» Exercise: Reproduce exactly the span of lines that opens with the line containing "fn fmt(&self, f: &mut" and closes with the last line of the entries below.

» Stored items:
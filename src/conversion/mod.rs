pub mod builder;

pub use builder::{
    ConversionRequestBuilder,
    ConversionTrigger,
};
use std::fmt;

pub mod events;
pub mod rule_sets;
pub mod selector;

pub use events::RegistryEvent;
pub use rule_sets::RuleSetRegistry;
pub use selector::{
    ActivePanelSelector,
    PanelGroup,
};

/// The two editable grids of a rule-set.
#[derive(Debug, Clone, Copy, PartialEq, Eq, Hash)]
pub enum Facet {
    Rules,
    Abbreviations,
}

impl fmt::Display for Facet {
    fn fmt(&self, f: &mut fmt::Formatter<'_>) -> fmt::Result {
        match self {
            Facet::Rules => write!(f, "rules"),
            Facet::Abbreviations => write!(f, "abbreviations"),
        }
    }
}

» Task solution:
    fn fmt(&self, f: &mut fmt::Formatter<'_>) -> fmt::Result {
        match self {
            Facet::Rules => write!(f, "rules"),
            Facet::Abbreviations => write!(f, "abbreviations"),
        }
    }
}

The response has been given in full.